Recommendations for the management and treatment strategies of MKD.
| Treatment: | LoE | LoA (1-9) mean ± SD |
|---|---|---|
| Anti-inflammatory treatment | ||
| 1. The mainstay of treatments is with inhibitors of the interleukin-1 (IL-1) pathway, such as canakinumab (registered) or anakinra (off label), to treat and prevent inflammatory episodes. | A | 8,3 ± 1,5 |
| 2. Compared with other autoinflammatory diseases, higher doses of canakinumab may be required to control MKD flares. | A | 8,5 ± 0,7 |
| 3. On-demand IL-1 blockade with anakinra may be considered on a case-by-case basis. | B | 8,2 ± 0,9 |
| 4. NSAIDs may be used to for symptomatic relief of mild disease flares. | B | 8,2 ± 0,9 |
| 5. Short-term glucorticoids can be used to treat disease flares. | B | 8,1 ± 0,9 |
| 6. Consider TNF or IL-6 blockade as potential second-line biologic agents for patients who do not respond adequately to interleukin-1 inhibitors. | B | 7,9 ± 1,0 |
| 7. Statins or bisphosphonates for MKD treatment are not recommended. | C | 8,7 ± 0,5 |
| 8. Allogeneic hematopoietic stem cell transplantation for severe refractory cases of MKD remains a viable therapeutic option but should be balanced against the risks involved. | A | 8,5 ± 0,6 |
| Treat-to-target strategies: | LoE | LoA (1-9) mean ± SD |
| 1. Treat to the following targets: reduced frequency and severity of disease flares; normalization of acute phase reactants; limitation of glucocorticoid toxicity.
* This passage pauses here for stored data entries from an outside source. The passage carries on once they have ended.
//! Ramjet Worker - network request handler for the Ramjet web proxy.
//!
//! Every request a proxied page makes lands here. The handler decides
//! whether the request belongs to the proxy, decodes the real target, fetches
//! it through a [`Transport`], and rewrites the response according to the
//! request's destination.
//!
//! ## Architecture
//!
//! ```text
//! Request → route? ──No──→ None (404 at the HTTP boundary)
//!             │
//!            Yes
//!             │
//!        url= param? ──Yes──→ 302 to encoded URL
//!             │
//!             No
//!             ▼
//!       decode target → Transport::fetch
//!             │
//!   ┌─────────┴──────────┐
//!   │ Ok                 │ Err
//!   ▼                    ▼
//! rewrite headers     document/iframe → error page (500)
//! rewrite body by     anything else   → empty 500
//! destination
//! ```
//!
//! ## Usage
//!
//! ```no_run
//! use ramjet_core::RamjetConfig;
//! use ramjet_worker::ProxyServer;
//!
//! # async fn run() -> ramjet_worker::Result<()> {
//! let config = RamjetConfig::new("http://127.0.0.1:8770").validate()?;
//! let handle = ProxyServer::from_config(config)?.start().await?;
//! println!("listening on {}", handle.addr());
//! handle.stop().await;
//! # Ok(())
//! # }
//! ```

mod disposition;
mod error;
mod error_page;
mod handler;
mod request;
mod server;
mod transport;

pub use disposition::normalize as normalize_disposition;
pub use error::{Result, TransportError, WorkerError};
pub use error_page::render as render_error_page;
pub use handler::{HandlerConfig, RequestHandler, URL_PARAM};
pub use request::{
    CacheMode, Credentials, Destination, ProxyRequest, ProxyResponse, RedirectMode, RequestMode,
};
pub use server::{ProxyHandle, ProxyServer};
pub use transport::{FetchInit, HttpTransport, Transport, TransportResponse};
//! Non-owning identity set.

use std::cell::RefCell;
use std::collections::HashMap;

use crate::host::{ObjectRef, WeakObject};

/// A set of objects keyed by identity that never keeps its members alive.
///
/// Dead entries are pruned on insert. The set is never serialized.
#[derive(Debug, Default)]
pub struct WeakIdentitySet {
    entries: RefCell<HashMap<usize, WeakObject>>,
}

impl WeakIdentitySet {
    /// Creates an empty set.
    pub fn new() -> Self {
        Self::default()
    }

    /// Adds `object`.
    pub fn insert(&self, object: &ObjectRef) {
        let mut entries = self.entries.borrow_mut();
        entries.retain(|_, weak| weak.upgrade().is_some());
        entries.insert(object.id(), object.downgrade());
    }

    /// Returns true if `object` is a live member.
    pub fn contains(&self, object: &ObjectRef) -> bool {
        self.entries
            .borrow()
            .get(&object.id())
            .and_then(WeakObject::upgrade)
            .is_some_and(|member| member.ptr_eq(object))
    }

    /// Number of live members.
    pub fn len(&self) -> usize {
        self.entries
            .borrow()
            .values()
            .filter(|weak| weak.upgrade().is_some())
            .count()
    }

    /// Returns true if no member is alive.
    pub fn is_empty(&self) -> bool {
        self.len() == 0
    }
}

#[cfg(test)]
mod tests {
    use super::*;

    #[test]
    fn membership_is_by_identity() {
        let set = WeakIdentitySet::new();
        let a = ObjectRef::plain();
        let b = ObjectRef::plain();
        set.insert(&a);
        assert!(set.contains(&a));
        assert!(!set.contains(&b));
    }

    #[test]
    fn members_are_not_kept_alive() {
        let set = WeakIdentitySet::new();
        let a = ObjectRef::plain();
        set.insert(&a);
        assert_eq!(set.len(), 1);
        drop(a);
        assert!(set.is_empty());
    }
}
Growth and patient quality of life are usually optimized if these are achieved. | A | 8,3 ± 0,9 |
| 2. Consider using evaluations and tools such as the autoinflammatory disease activity index (AIDAI), the physician’s global assessment and the patient’s parent global assessment to monitor clinical disease activity, ensuring timely treatment adjustments based on therapeutic efficacy. | A | 8,4 ± 0,9 |
| 3. Regular serological tests (every 3 months as a minimum) of acute phase markers (WCC, CRP, and SAA) should be used to monitor serological disease activity to detect subclinical inflammation. | A | 7,9 ± 1,2 |
| 4. Regular monitoring of urinalysis for microalbuminuria or protein to creatinine ratio is recommended. | A | 7,9 ± 1,4 |
| 5. Monitor growth regularly (every 3-6 months). | A | 8,2 ± 1,1 |
| 6. Consider the escalation of therapy if these targets are not being met. | A | 8,1 ± 1,1 |
| Vaccination: | LoE | LoA (1-9) mean ± SD |
| 1. Patients with MKD should adhere to their vaccination schedule where possible, as the potential risk of a disease flare is outweighed by the serious consequences of vaccine-preventable infections. | A | 8,5 ± 0,7 |
| 2. The vaccination strategy is dictated primarily by the immunomodulatory treatments used, rather than by the disease itself. It is recommended to consult international and national guidelines, specifically in relation to the receipt of live vaccines while on biologic treatment. | A | 7,9 ± 2,1 |
| 3. Before receiving vaccines, patients with MKD should consult with their healthcare provider, ideally a specialist familiar with autoinflammatory diseases, to discuss the benefits and risks associated with vaccination in the context of their condition. | A | 8,2 ± 1,8 |
| 4. In managing flares for MKD patients around vaccination times, NSAIDs rather than glucocorticoids can be specifically suggested for symptomatic relief to avoid significantly dampening the response to vaccines. | D | 7,9 ± 1,7 |
Level of evidence (LoE): A: Level I evidence or consistent findings from multiple studies of levels II, III, or IV; B: Levels II, III, or IV evidence and findings are generally consistent; C: Levels II, III, or IV evidence, but findings are inconsistent; D: Level V evidence: little or no systematic empirical evidence; Level of agreement (LoA).